PROBLEM REQUIREMENTS ::
Search term "Nothing": work out how many lines of the data below contain it, and answer with that number alone.
:: PROVIDED ENTRIES
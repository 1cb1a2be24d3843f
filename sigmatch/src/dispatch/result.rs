//! Dispatch result types and errors.

use std::fmt;

use thiserror::Error;

use crate::diagnostics;
use crate::signature::{NormalizedSignature, SignatureInfo};
use crate::validate::Issue;
use crate::value::Value;

/// Outcome of resolving an argument list, before anything is invoked.
#[derive(Debug)]
pub enum Resolution<'a, R> {
    /// A single best ordinary signature matched.
    Resolved(&'a NormalizedSignature<R>),
    /// Nothing matched and the fallback takes over.
    Fallback(&'a NormalizedSignature<R>),
    /// Nothing matched and there is no fallback.
    NoMatch(NoMatchError),
    /// Several signatures share the top score.
    Ambiguous(AmbiguityError),
}

/// Why one signature rejected the arguments.
#[derive(Debug, Clone, PartialEq)]
pub struct SignatureFailure {
    pub signature: SignatureInfo,
    pub issues: Vec<Issue>,
    /// Expected summary of each position.
    pub expected: Vec<String>,
}

/// Error when no signature accepts the arguments and there is no fallback.
#[derive(Debug, Clone)]
pub struct NoMatchError {
    /// The arguments as supplied.
    pub args: Vec<Value>,
    /// One report per rejected signature, in declaration order.
    pub failures: Vec<SignatureFailure>,
    pub(crate) issue_limit: usize,
}

impl NoMatchError {
    /// Every issue of every rejected signature.
    pub fn issues(&self) -> impl Iterator<Item = &Issue> {
        self.failures.iter().flat_map(|failure| failure.issues.iter())
    }
}

impl fmt::Display for NoMatchError {
    fn fmt(&self, f: &mut fmt::Formatter<'_>) -> fmt::Result {
        diagnostics::write_no_match(f, &self.args, &self.failures, self.issue_limit)
    }
}

impl std::error::Error for NoMatchError {}

/// Error when multiple signatures match equally well.
#[derive(Debug, Clone)]
pub struct AmbiguityError {
    pub args: Vec<Value>,
    /// The tied signatures, in declaration order.
    pub candidates: Vec<SignatureInfo>,
}

impl fmt::Display for AmbiguityError {
    fn fmt(&self, f: &mut fmt::Formatter<'_>) -> fmt::Result {
        diagnostics::write_ambiguity(f, &self.args, &self.candidates)
    }
}

impl std::error::Error for AmbiguityError {}

/// The error a `throws` signature raises when selected.
#[derive(Debug, Clone, PartialEq, Eq, Error)]
#[error("{kind}: {}", .message.as_deref().unwrap_or("declared by signature"))]
pub struct DeclaredError {
    /// The signature that declared the error.
    pub signature: SignatureInfo,
    pub kind: String,
    pub message: Option<String>,
}

/// Errors raised by [`Matcher::dispatch`](crate::Matcher::dispatch).
#[derive(Debug, Clone, Error)]
pub enum DispatchError {
    #[error(transparent)]
    NoMatch(NoMatchError),

    #[error(transparent)]
    Ambiguous(AmbiguityError),

    #[error(transparent)]
    Declared(DeclaredError),
}

impl From<NoMatchError> for DispatchError {
    fn from(err: NoMatchError) -> Self {
        DispatchError::NoMatch(err)
    }
}

impl From<AmbiguityError> for DispatchError {
    fn from(err: AmbiguityError) -> Self {
        DispatchError::Ambiguous(err)
    }
}

impl From<DeclaredError> for DispatchError {
    fn from(err: DeclaredError) -> Self {
        DispatchError::Declared(err)
    }
}
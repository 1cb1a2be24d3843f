//! Matcher configuration.
//!
//! Every field has a default, so an empty TOML document is a valid config:
//!
//! ```toml
//! tie-break = "declaration-order"   # or "ambiguous"
//! reject-collisions = false
//!
//! [diagnostics]
//! max-issues-per-signature = 0      # 0 = unlimited
//! ```

use std::fs;
use std::path::Path;

use serde::{Deserialize, Serialize};

use crate::error::ConfigError;

/// Configuration for a [`Matcher`](crate::Matcher).
#[derive(Debug, Clone, Default, PartialEq, Eq, Serialize, Deserialize)]
#[serde(default, rename_all = "kebab-case")]
pub struct MatcherConfig {
    /// How equally ranked matches are resolved.
    pub tie_break: TieBreak,

    /// Reject signature sets where two ordinary signatures share
    /// specificity and arity bounds.
    pub reject_collisions: bool,

    /// Rendering of no-match reports.
    pub diagnostics: DiagnosticsConfig,
}

/// Resolution of matches that share the top score.
#[derive(Debug, Clone, Copy, Default, PartialEq, Eq, Serialize, Deserialize)]
#[serde(rename_all = "kebab-case")]
pub enum TieBreak {
    /// The later declaration wins.
    #[default]
    DeclarationOrder,
    /// Equally ranked matches are reported as ambiguous.
    Ambiguous,
}

/// Diagnostics rendering configuration.
#[derive(Debug, Clone, Default, PartialEq, Eq, Serialize, Deserialize)]
#[serde(default, rename_all = "kebab-case")]
pub struct DiagnosticsConfig {
    /// Issues listed per rejected signature; `0` lists all of them.
    pub max_issues_per_signature: usize,
}

impl MatcherConfig {
    /// Creates a configuration with default values.
    pub fn new() -> Self {
        Self::default()
    }

    pub fn from_toml_str(source: &str) -> Result<Self, ConfigError> {
        Ok(toml::from_str(source)?)
    }

    /// Load a configuration file.
    pub fn load(path: &Path) -> Result<Self, ConfigError> {
        let source = fs::read_to_string(path).map_err(|source| ConfigError::Io {
            path: path.to_path_buf(),
            source,
        })?;
        Self::from_toml_str(&source)
    }

    pub fn to_toml_string(&self) -> Result<String, ConfigError> {
        Ok(toml::to_string(self)?)
    }

    pub fn with_tie_break(mut self, tie_break: TieBreak) -> Self {
        self.tie_break = tie_break;
        self
    }

    pub fn rejecting_collisions(mut self) -> Self {
        self.reject_collisions = true;
        self
    }

    pub fn with_max_issues_per_signature(mut self, limit: usize) -> Self {
        self.diagnostics.max_issues_per_signature = limit;
        self
    }
}

#[cfg(test)]
mod tests {
    use super::*;
    use pretty_assertions::assert_eq;
    use std::io::Write;

    #[test]
    fn test_empty_document_is_default() {
        let config = MatcherConfig::from_toml_str("").unwrap();
        assert_eq!(config, MatcherConfig::default());
        assert_eq!(config.tie_break, TieBreak::DeclarationOrder);
        assert!(!config.reject_collisions);
        assert_eq!(config.diagnostics.max_issues_per_signature, 0);
    }

    #[test]
    fn test_parse_all_fields() {
        let config = MatcherConfig::from_toml_str(
            r#"
            tie-break = "ambiguous"
            reject-collisions = true

            [diagnostics]
            max-issues-per-signature = 3
            "#,
        )
        .unwrap();

        assert_eq!(
            config,
            MatcherConfig::new()
                .with_tie_break(TieBreak::Ambiguous)
                .rejecting_collisions()
                .with_max_issues_per_signature(3)
        );
    }

    #[test]
    fn test_unknown_tie_break_is_rejected() {
        let err = MatcherConfig::from_toml_str(r#"tie-break = "random""#).unwrap_err();
        assert!(matches!(err, ConfigError::Parse(_)));
    }

    #[test]
    fn test_round_trip_through_toml() {
        let config = MatcherConfig::new().with_tie_break(TieBreak::Ambiguous);
        let text = config.to_toml_string().unwrap();
        assert!(text.contains(r#"tie-break = "ambiguous""#));
        assert_eq!(MatcherConfig::from_toml_str(&text).unwrap(), config);
    }

    #[test]
    fn test_load_from_file() {
        let mut file = tempfile::NamedTempFile::new().unwrap();
        writeln!(file, "reject-collisions = true").unwrap();

        let config = MatcherConfig::load(file.path()).unwrap();
        assert!(config.reject_collisions);
    }

    #[test]
    fn test_load_missing_file() {
        let dir = tempfile::tempdir().unwrap();
        let err = MatcherConfig::load(&dir.path().join("missing.toml")).unwrap_err();
        assert!(matches!(err, ConfigError::Io { .. }));
    }
}
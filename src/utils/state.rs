use std::sync::Arc;

use crate::store::NewsStore;

#[derive(Clone)]
pub struct AppState {
    pub store: Arc<dyn NewsStore>,
}
use crate::{
    models::{
        error::ApiError,
        news::{NewNews, NewsSubmission},
    },
    utils::state::AppState,
};
use axum::{extract::State, response::IntoResponse, Json};
use http::StatusCode;

pub async fn get_all_news(State(state): State<AppState>) -> Result<impl IntoResponse, ApiError> {
    let all_news = state.store.list_news().await?;
    if all_news.is_empty() {
        return Err(ApiError::not_found("No news found"));
    }
    Ok((StatusCode::OK, Json(all_news)))
}

/// Accepts a submission, reuses or creates the referenced author and source
/// name, then writes the news row. Rejected before any write when the
/// source URL is already known.
pub async fn add_news(
    State(state): State<AppState>,
    Json(news): Json<NewsSubmission>,
) -> Result<impl IntoResponse, ApiError> {
    if state
        .store
        .news_by_source_url(&news.source_url)
        .await?
        .is_some()
    {
        return Err(ApiError::conflict("The news already exist in the database"));
    }

    let (author, _) = state.store.get_or_create_author(&news.author).await?;
    let (source, _) = state
        .store
        .get_or_create_source_name(&news.source_name)
        .await?;

    let created = state
        .store
        .insert_news(NewNews {
            title: news.title,
            description: news.description,
            image_url: news.image_url,
            source_url: news.source_url,
            published_at: news.published_at,
            author_id: author.id,
            source_id: source.id,
        })
        .await?;

    Ok((StatusCode::CREATED, Json(created)))
}
pub mod postgres;

#[cfg(test)]
pub mod mem;

use async_trait::async_trait;

use crate::models::{
    author::Author,
    error::ApiError,
    news::{NewNews, News},
    source::SourceName,
};

/// Data access seam for the news tables. `make_app` wires the Postgres
/// implementation; tests drive the router with the in-memory one.
#[async_trait]
pub trait NewsStore: Send + Sync {
    async fn list_news(&self) -> Result<Vec<News>, ApiError>;
    async fn news_by_source_url(&self, source_url: &str) -> Result<Option<News>, ApiError>;
    async fn insert_news(&self, item: NewNews) -> Result<News, ApiError>;

    async fn list_authors(&self) -> Result<Vec<Author>, ApiError>;
    async fn author_by_id(&self, id: i32) -> Result<Option<Author>, ApiError>;
    /// Returns the author row for `name`, creating it if absent. The flag is
    /// true when this call created the row.
    async fn get_or_create_author(&self, name: &str) -> Result<(Author, bool), ApiError>;

    async fn list_source_names(&self) -> Result<Vec<SourceName>, ApiError>;
    async fn source_name_by_id(&self, id: i32) -> Result<Option<SourceName>, ApiError>;
    async fn get_or_create_source_name(&self, name: &str)
        -> Result<(SourceName, bool), ApiError>;
}
use crate::{
    models::{error::ApiError, source::NewSourceName},
    utils::state::AppState,
};
use axum::{
    extract::{Path, State},
    response::IntoResponse,
    Json,
};
use http::StatusCode;

pub async fn get_all_source_names(
    State(state): State<AppState>,
) -> Result<impl IntoResponse, ApiError> {
    let all_sources = state.store.list_source_names().await?;
    if all_sources.is_empty() {
        return Err(ApiError::not_found("No sources found"));
    }
    Ok((StatusCode::OK, Json(all_sources)))
}

pub async fn get_source_name_by_id(
    Path(id): Path<i32>,
    State(state): State<AppState>,
) -> Result<impl IntoResponse, ApiError> {
    match state.store.source_name_by_id(id).await? {
        Some(source) => Ok((StatusCode::OK, Json(source))),
        None => Err(ApiError::not_found("No source found")),
    }
}

pub async fn add_source_name(
    State(state): State<AppState>,
    Json(source): Json<NewSourceName>,
) -> Result<impl IntoResponse, ApiError> {
    let (created, was_created) = state
        .store
        .get_or_create_source_name(&source.name)
        .await?;
    if !was_created {
        return Err(ApiError::conflict("Source already exist"));
    }
    Ok((StatusCode::CREATED, Json(created)))
}
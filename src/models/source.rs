use serde::{Deserialize, Serialize};
use sqlx::prelude::FromRow;

#[derive(FromRow, Debug, Clone, Serialize, Deserialize)]
pub struct SourceName {
    pub id: i32,
    pub name: String,
}

#[derive(Debug, Clone, Deserialize)]
pub struct NewSourceName {
    pub name: String,
}
pub mod news;

use axum::{response::IntoResponse, routing::get, Json, Router};
use http::StatusCode;
use serde_json::json;
use sqlx::postgres::{PgConnectOptions, PgPoolOptions};
use std::{error::Error, str::FromStr, sync::Arc};
use tower_http::trace::TraceLayer;
use tracing::{info, Level};
use tracing_subscriber::{filter, layer::SubscriberExt, util::SubscriberInitExt, Registry};

pub use news::news_routes;

use crate::{
    store::postgres::PgStore,
    utils::{config::Config, state::AppState},
};

pub async fn make_app() -> Result<Router, Box<dyn Error>> {
    let log_level = std::env::var("LOG_LEVEL")
        .unwrap_or_else(|_| "info".to_string())
        .to_lowercase();

    let level = match log_level.as_str() {
        "error" => Level::ERROR,
        "warn" => Level::WARN,
        "info" => Level::INFO,
        "debug" => Level::DEBUG,
        "trace" => Level::TRACE,
        _ => Level::INFO,
    };

    let filter = filter::Targets::new()
        .with_target("tower_http::trace::on_response", Level::TRACE)
        .with_target("tower_http::trace::on_request", Level::TRACE)
        .with_target("tower_http::trace::make_span", Level::DEBUG)
        .with_target("axum::rejection", Level::TRACE)
        .with_target(env!("CARGO_CRATE_NAME"), level)
        .with_default(Level::INFO);

    let tracing_layer = tracing_subscriber::fmt::layer();

    Registry::default().with(tracing_layer).with(filter).init();

    info!("Initializing application...");
    let config = Config::init();

    info!("Configuration loaded successfully");
    let connect_options = PgConnectOptions::from_str(&config.db_url)?.statement_cache_capacity(0);
    // Create database connection pool
    let db_pool = PgPoolOptions::new()
        .max_connections(5)
        .min_connections(1)
        .acquire_timeout(std::time::Duration::from_secs(10))
        .idle_timeout(Some(std::time::Duration::from_secs(60)))
        .connect_with(connect_options)
        .await?;

    info!("Database connection pool created successfully");
    sqlx::migrate!("./migrations").run(&db_pool).await?;
    info!("Database migrations applied");

    let state = AppState {
        store: Arc::new(PgStore::new(db_pool)),
    };

    info!("Application initialized successfully");
    Ok(make_router(state))
}

pub fn make_router(state: AppState) -> Router {
    Router::new()
        .route("/", get(health_check))
        .nest("/news", news_routes())
        .layer(TraceLayer::new_for_http())
        .with_state(state)
}

async fn health_check() -> impl IntoResponse {
    return (StatusCode::OK, Json(json!({"message": "Hello World"}))).into_response();
}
::::
ANSWER SPACE ::
2